Vertical_Gotham said:


> yea that makes sense. thanks!
> 
> 
> 
> This is interesting. hmmmm. :cheers:


Regarding the 55 HY RFP/RFQ/whatever it might be a product of my feeble brain. If it's not memory failure, you would find it in either this site or SSP.


----------



## McSky

Perhaps the Time Warner people won't mind having so much of their view to the north blocked if the building blocking them contains cool features, such as those below. Those huge floor plates create endless possibilities!


----------



## Vertical_Gotham

I'm sure the TW people would not mind as much. HY will be amazing area and a great place to be with lots of things going on.

It just occurred to me the views from 30 HY OD to the outside would be partially blocked by 50HY to for North facing views, but if you go to the higher levels of the OD you should have 360 pano views. 

30HY observation deck starts at 1,080ft high, so my guess is that 50HY will be at the most 1,100ft tall.


----------



## L.A.F.2.

I like the design here. Reminds me a lot of Georgia Pacific Tower:


----------



## Manitopiaaa

That GP building looks terrible! Please, no uke:


----------



## Blue Flame

Yeah, I agree, it is a bit too bulky for me as well.


----------



## citybooster

The new design has got to go. Too bulky and really not at all a good fit. And what about the Girasole? Where will that go in all this?


----------



## RobertWalpole

It's a placeholder for a newly-acquired site. This tower won't rise for a long time, but a full-block retail space might rise soon. Related does not own the Girasole site, so it's not shown on these models.


----------



## ThatOneGuy

L.A.F.2. said:


> I like the design here. Reminds me a lot of Georgia Pacific Tower:


I think this will end up a lot nicer than that tower, which is not bad in itself.
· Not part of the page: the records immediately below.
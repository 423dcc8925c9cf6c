use rewind_core::batch::RunSummary;
use rewind_core::deadline::DeadlineResolver;
use rewind_core::restore::{RepoReport, RestoreOutcome};
use serde::Serialize;

pub fn print_json<T: Serialize>(value: &T) -> anyhow::Result<()> {
    let json = serde_json::to_string_pretty(value)?;
    println!("{}", json);
    Ok(())
}

/// Lines of the human report for one repository, header included.
pub fn repo_lines(
    index: usize,
    total: usize,
    report: &RepoReport,
    resolver: &DeadlineResolver,
) -> Vec<String> {
    let mut lines = vec![format!("[{index}/{total}] {}", report.name)];

    if let Some(branch) = &report.branch {
        if report.commit.is_some() {
            lines.push(format!("  - Target branch: {branch}"));
        }
    }

    if let Some(commit) = &report.commit {
        let mut line = format!(
            "  - Commit before deadline: {} @ {}",
            commit.sha,
            resolver.format_for_display(&commit.committed_at)
        );
        if let Some(subject) = &commit.subject {
            line.push_str(&format!(" - {subject}"));
        }
        lines.push(line);
    }

    // Dry runs stop at the commit line.
    if report.outcome != RestoreOutcome::SkippedDryRun {
        lines.push(format!("  - {}", report.outcome));
    }
    lines
}

pub fn summary_line(summary: &RunSummary) -> String {
    format!(
        "Done. Successful: {}, Skipped: {}, Failed: {}",
        summary.successful(),
        summary.skipped,
        summary.failed
    )
}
And I'm bored of super-thin towers. It's nice to see a real, thick, no-nonsense design every now and then.


----------



## RobertWalpole

I was looking at the exhibit again and noted that the McDs placeholder completely blocks the north view from the North Tower's observation deck, which is further reason to be believe that it will bear no semblance to the final design. Just as the North and South Towers were designed to ensure their respective views, the McDs Tower likely will do the same.


----------



## Vertical_Gotham

RobertWalpole said:


> I was looking at the exhibit again and noted that the McDs placeholder completely blocks the north view from the North Tower's observation deck, which is further reason to be believe that it will bear no semblance to the final design. Just as the North and South Towers were designed to ensure their respective views, the McDs Tower likely will do the same.
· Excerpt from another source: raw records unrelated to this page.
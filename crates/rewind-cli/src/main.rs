mod output;
mod root;

use anyhow::Context;
use clap::Parser;
use rewind_core::batch::{BatchDriver, BatchStatus};
use rewind_core::config::RewindConfig;
use rewind_core::git::GitCli;
use rewind_core::restore::RestoreOptions;
use std::path::PathBuf;
use std::process::ExitCode;

#[derive(Parser)]
#[command(
    name = "rewind",
    about = "Reset each git repository in a directory to its last commit before a deadline",
    long_about = "Reset each git repository in a directory to its last commit before a deadline.\n\n\
        The deadline is the given date at 23:59 in America/Chicago (configurable), plus a\n\
        grace period. Every immediate subdirectory holding a .git directory is reset to\n\
        the newest commit strictly before that instant.\n\n\
        Examples:\n  rewind --dir ./ics365 --date 09/10/2025\n  rewind --dir ./ics365 --date 2025-09-10 --dry-run",
    version
)]
struct Cli {
    /// Directory containing git repositories (one per subdirectory)
    #[arg(long, env = "REWIND_DIR")]
    dir: PathBuf,

    /// Deadline date: MM/DD/YYYY or YYYY-MM-DD
    #[arg(long)]
    date: String,

    /// Grace period in minutes added to the deadline [default: 5]
    #[arg(long, allow_negative_numbers = true)]
    grace: Option<i64>,

    /// IANA timezone the date is interpreted in [default: America/Chicago]
    #[arg(long, env = "REWIND_TIMEZONE")]
    timezone: Option<String>,

    /// YAML config file (defaults to <dir>/.rewind.yaml when present)
    #[arg(long)]
    config: Option<PathBuf>,

    /// Print what would be reset without changing anything
    #[arg(long)]
    dry_run: bool,

    /// Reset even if a working tree has uncommitted changes
    #[arg(long)]
    force: bool,

    /// Also print the run summary as JSON on stdout
    #[arg(long, short = 'j')]
    json: bool,

    /// Log each decision and git invocation
    #[arg(long, short = 'v')]
    verbose: bool,
}

/// Exit code for a root directory that does not exist.
const EXIT_MISSING_ROOT: u8 = 2;

fn main() -> ExitCode {
    let cli = Cli::parse();

    let default_level = if cli.verbose {
        tracing::Level::DEBUG
    } else {
        tracing::Level::WARN
    };

    tracing_subscriber::fmt()
        .with_env_filter(
            tracing_subscriber::EnvFilter::from_default_env().add_directive(default_level.into()),
        )
        .with_target(false)
        .with_writer(std::io::stderr)
        .init();

    match run(cli) {
        Ok(code) => code,
        Err(e) => {
            // Print the full error chain (anyhow's alternate Display)
            eprintln!("error: {e:#}");
            ExitCode::FAILURE
        }
    }
}

fn run(cli: Cli) -> anyhow::Result<ExitCode> {
    let git = GitCli::detect()?;
    let root = root::resolve_root(&cli.dir);

    let mut config = match &cli.config {
        Some(path) => RewindConfig::load_file(path)
            .with_context(|| format!("failed to load config {}", path.display()))?,
        None => RewindConfig::load(&root).context("failed to load config")?,
    };
    if let Some(grace) = cli.grace {
        config.grace_minutes = grace;
    }
    if let Some(tz) = cli.timezone {
        config.timezone = tz;
    }

    let options = RestoreOptions {
        dry_run: cli.dry_run,
        force: cli.force,
    };
    let driver = BatchDriver::new(&git, &config, options).context("invalid configuration")?;
    let resolver = *driver.resolver();

    let deadline = driver
        .resolve_deadline(&cli.date, config.grace_minutes)
        .context("cannot compute deadline")?;
    eprintln!(
        "Adjusted deadline ({}): {}",
        resolver.timezone().name(),
        resolver.format_for_display(&deadline.instant())
    );

    let status = driver.run(&root, &deadline, |index, total, report| {
        if index > 1 {
            eprintln!();
        }
        for line in output::repo_lines(index, total, report, &resolver) {
            eprintln!("{line}");
        }
    })?;

    let summary = match status {
        BatchStatus::MissingRoot(path) => {
            eprintln!("Not a directory: {}", path.display());
            return Ok(ExitCode::from(EXIT_MISSING_ROOT));
        }
        BatchStatus::Completed(summary) => summary,
    };

    if summary.repositories == 0 {
        eprintln!("No git repositories found (subfolders with a .git directory).");
    } else {
        eprintln!();
        eprintln!("{}", output::summary_line(&summary));
    }

    if cli.json {
        output::print_json(&summary)?;
    }

    Ok(if summary.is_success() {
        ExitCode::SUCCESS
    } else {
        ExitCode::FAILURE
    })
}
 Yea that was my observation a few posts up. The outside deck would be blocked partially at an elevation of 1,080 if 50 HuYa will be that tall.
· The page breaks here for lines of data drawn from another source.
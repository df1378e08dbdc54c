//! # Invoice Numbering
//!
//! Renders and advances the tenant's document number sequence.
//!
//! ## Number Anatomy
//! ```text
//! ┌─────────────────────────────────────────────────────────────────────────┐
//! │                    "INV-2024-007-FR"                                    │
//! │                                                                         │
//! │     INV-2024-        007           -FR                                  │
//! │     ────────     ─────────────   ──────                                 │
//! │      prefix      sequence_number  suffix                                │
//! │                  zero-padded to                                         │
//! │                  `padding` digits                                       │
//! │                                                                         │
//! │  padding never truncates: sequence 1500 with padding 3 → "1500"        │
//! └─────────────────────────────────────────────────────────────────────────┘
//! ```
//!
//! ## Coercion over rejection
//! Numbering is a display-formatting concern. A malformed stored config
//! (zero padding, zero sequence) must never block issuing an invoice, so
//! every function here coerces bad values to safe defaults instead of
//! returning errors.
//!
//! ## Issue flow
//! The functions are pure. [`peek`] shows the number the next invoice will
//! get; [`issue`] returns that number together with the advanced config the
//! caller persists right after the invoice update succeeds.

use chrono::{Datelike, NaiveDate};

use crate::types::{NumberingConfig, SequenceReset};
use crate::DEFAULT_NUMBER_PADDING;

// =============================================================================
// Formatting
// =============================================================================

/// Renders a sequence number under the given config.
///
/// `prefix + zeroPad(sequence, padding) + suffix`. Numbers wider than the
/// padding are rendered in full, never truncated.
///
/// ## Example
/// ```rust
/// use blumfo_core::numbering::format;
/// use blumfo_core::types::NumberingConfig;
///
/// let config = NumberingConfig {
///     prefix: "INV-".to_string(),
///     padding: 3,
///     ..Default::default()
/// };
/// assert_eq!(format(&config, 7), "INV-007");
/// assert_eq!(format(&config, 1500), "INV-1500");
/// ```
pub fn format(config: &NumberingConfig, sequence_number: u64) -> String {
    let padding = effective_padding(config) as usize;
    // Zero is not a valid invoice number; coerce rather than error
    let sequence_number = sequence_number.max(1);

    std::format!(
        "{}{:0>width$}{}",
        config.prefix,
        sequence_number,
        config.suffix,
        width = padding
    )
}

/// Padding with invalid values coerced to the default width.
#[inline]
fn effective_padding(config: &NumberingConfig) -> u32 {
    if config.padding == 0 {
        DEFAULT_NUMBER_PADDING
    } else {
        config.padding
    }
}

// =============================================================================
// Sequence management
// =============================================================================

/// Applies the reset policy for an issue on `issue_date`, returning the
/// config state the issue should happen under.
///
/// With `SequenceReset::Yearly`, the first issue of a new calendar year
/// restarts the sequence at 1. The check is lazy: nothing resets until an
/// invoice is actually issued in the new year.
pub fn rolled_over(config: &NumberingConfig, issue_date: NaiveDate) -> NumberingConfig {
    let year = issue_date.year();
    let mut config = config.clone();

    if config.reset == SequenceReset::Yearly && config.year != year {
        config.sequence_number = 1;
    }
    config.year = year;
    config.sequence_number = config.sequence_number.max(1);
    config
}

/// The number the next issued invoice will receive, without advancing
/// anything. Used by forms to show "next number: INV-008".
pub fn peek(config: &NumberingConfig, issue_date: NaiveDate) -> String {
    let config = rolled_over(config, issue_date);
    format(&config, config.sequence_number)
}

/// Issues the next number: returns the rendered string together with the
/// advanced config the caller must persist alongside the invoice.
///
/// ## Example
/// ```rust
/// use blumfo_core::numbering::issue;
/// use blumfo_core::types::NumberingConfig;
/// use chrono::NaiveDate;
///
/// let config = NumberingConfig {
///     prefix: "INV-".to_string(),
///     sequence_number: 7,
///     ..Default::default()
/// };
/// let today = NaiveDate::from_ymd_opt(2024, 5, 2).unwrap();
/// let (number, next) = issue(&config, today);
/// assert_eq!(number, "INV-007");
/// assert_eq!(next.sequence_number, 8);
/// ```
pub fn issue(config: &NumberingConfig, issue_date: NaiveDate) -> (String, NumberingConfig) {
    let mut config = rolled_over(config, issue_date);
    let number = format(&config, config.sequence_number);
    config.sequence_number = config.sequence_number.saturating_add(1);
    (number, config)
}

// =============================================================================
// Unit Tests
// =============================================================================

#[cfg(test)]
mod tests {
    use super::*;

    fn config(prefix: &str, suffix: &str, padding: u32, sequence: u64) -> NumberingConfig {
        NumberingConfig {
            prefix: prefix.to_string(),
            suffix: suffix.to_string(),
            padding,
            sequence_number: sequence,
            reset: SequenceReset::Never,
            year: 2024,
        }
    }

    fn date(y: i32, m: u32, d: u32) -> NaiveDate {
        NaiveDate::from_ymd_opt(y, m, d).unwrap()
    }

    #[test]
    fn test_format_pads_to_width() {
        let c = config("INV-", "", 3, 1);
        assert_eq!(format(&c, 7), "INV-007");
        assert_eq!(format(&c, 42), "INV-042");
        assert_eq!(format(&c, 999), "INV-999");
    }

    #[test]
    fn test_format_never_truncates() {
        let c = config("INV-", "", 3, 1);
        assert_eq!(format(&c, 1500), "INV-1500");
        assert_eq!(format(&c, 1000000), "INV-1000000");
    }

    #[test]
    fn test_format_padding_one_is_natural() {
        let c = config("", "", 1, 1);
        assert_eq!(format(&c, 7), "7");
        assert_eq!(format(&c, 70), "70");
    }

    #[test]
    fn test_format_prefix_and_suffix() {
        let c = config("2024/", "-FR", 4, 1);
        assert_eq!(format(&c, 12), "2024/0012-FR");
    }

    #[test]
    fn test_format_coerces_invalid_inputs() {
        // Zero padding falls back to the default width
        let c = config("INV-", "", 0, 1);
        assert_eq!(format(&c, 7), "INV-007");

        // Zero sequence renders as 1
        let c = config("INV-", "", 3, 1);
        assert_eq!(format(&c, 0), "INV-001");
    }

    #[test]
    fn test_format_length_property() {
        // len = prefix + max(padding, digits) + suffix for a range of inputs
        for padding in 1..6u32 {
            for sequence in [1u64, 9, 10, 99, 100, 12345] {
                let c = config("INV-", "-A", padding, 1);
                let digits = sequence.to_string().len();
                let expected = "INV-".len() + (padding as usize).max(digits) + "-A".len();
                assert_eq!(format(&c, sequence).len(), expected);
            }
        }
    }

    #[test]
    fn test_issue_advances_sequence() {
        let c = config("INV-", "", 3, 7);
        let (number, next) = issue(&c, date(2024, 5, 2));
        assert_eq!(number, "INV-007");
        assert_eq!(next.sequence_number, 8);

        let (number, next) = issue(&next, date(2024, 5, 3));
        assert_eq!(number, "INV-008");
        assert_eq!(next.sequence_number, 9);
    }

    #[test]
    fn test_peek_does_not_advance() {
        let c = config("INV-", "", 3, 7);
        assert_eq!(peek(&c, date(2024, 5, 2)), "INV-007");
        assert_eq!(peek(&c, date(2024, 5, 2)), "INV-007");
    }

    #[test]
    fn test_yearly_reset_on_new_year() {
        let mut c = config("INV-", "", 3, 42);
        c.reset = SequenceReset::Yearly;
        c.year = 2024;

        // Same year: no reset
        let (number, next) = issue(&c, date(2024, 12, 31));
        assert_eq!(number, "INV-042");
        assert_eq!(next.sequence_number, 43);

        // First issue of the new year restarts at 1
        let (number, next) = issue(&next, date(2025, 1, 2));
        assert_eq!(number, "INV-001");
        assert_eq!(next.year, 2025);
        assert_eq!(next.sequence_number, 2);
    }

    #[test]
    fn test_never_reset_crosses_years() {
        let c = config("INV-", "", 3, 42);
        let (number, next) = issue(&c, date(2025, 1, 2));
        assert_eq!(number, "INV-042");
        assert_eq!(next.sequence_number, 43);
    }

    #[test]
    fn test_unique_within_stable_config() {
        // Consecutive issues under a stable config never repeat a string
        let mut c = config("INV-", "", 3, 1);
        let mut seen = std::collections::HashSet::new();
        for day in 1..=20 {
            let (number, next) = issue(&c, date(2024, 6, day));
            assert!(seen.insert(number));
            c = next;
        }
    }
}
They do have the higher inside Observation Decks that would be able to give unobstructed 360 views.


----------



## RobertWalpole

When you look at the model from the North, the observation deck's north view I'd completely obscured. (I think that the higher rooms are only for very expensive corporate events -- not the general public).

In addition, the current placeholder for the McD tower obscures the northern views if the upper floors of the TY Tower. Related will seek premium rents for that space, so I assume that the views will not be blocked by another Related project.


----------



## Vertical_Gotham

^^ 
I would not mind the setbacks on the western side and hope they maintain that, maybe if the do setbacks on the eastern side as well, so that it would taper and open up the Northern views from 30 Hudson OD. That way 50 Hudson maintains is height of 1,080- 1,100ft.


----------



## RobertWalpole

RobertWalpole said:


> When you look at the model from the North, the observation deck's north view I'd completely obscured. (I think that the higher rooms are only for very expensive corporate events -- not the general public).
> 
> In addition, the current placeholder for the McD tower obscures the northern views if the upper floors of the TY Tower. Related will seek premium rents for that space, so I assume that the views will not be blocked by another Related project.


----------



## Hudson11

the facade looks nice. If 30 HY's observation platform is still at 1080', this tower should be ~1100'
taken from the Hudson Yards Website: http://www.hudsonyardsnewyork.com/living-here/gallery/15-hudson-yards-13


----------



## Vertical_Gotham

^^ agreed and I know I'm in the minority here but I like this tower as a complimentary piece with the other towers.


----------



## Hudson11

35, 50, and 55 Hudson Yards all appear to have the glass-stone combination facade. Maybe there's a theme developing here.


----------



## Vertical_Gotham

Hudson11 said:


> 35, 50, and 55 Hudson Yards all appear to have the glass-stone combination facade. Maybe there's a theme developing here.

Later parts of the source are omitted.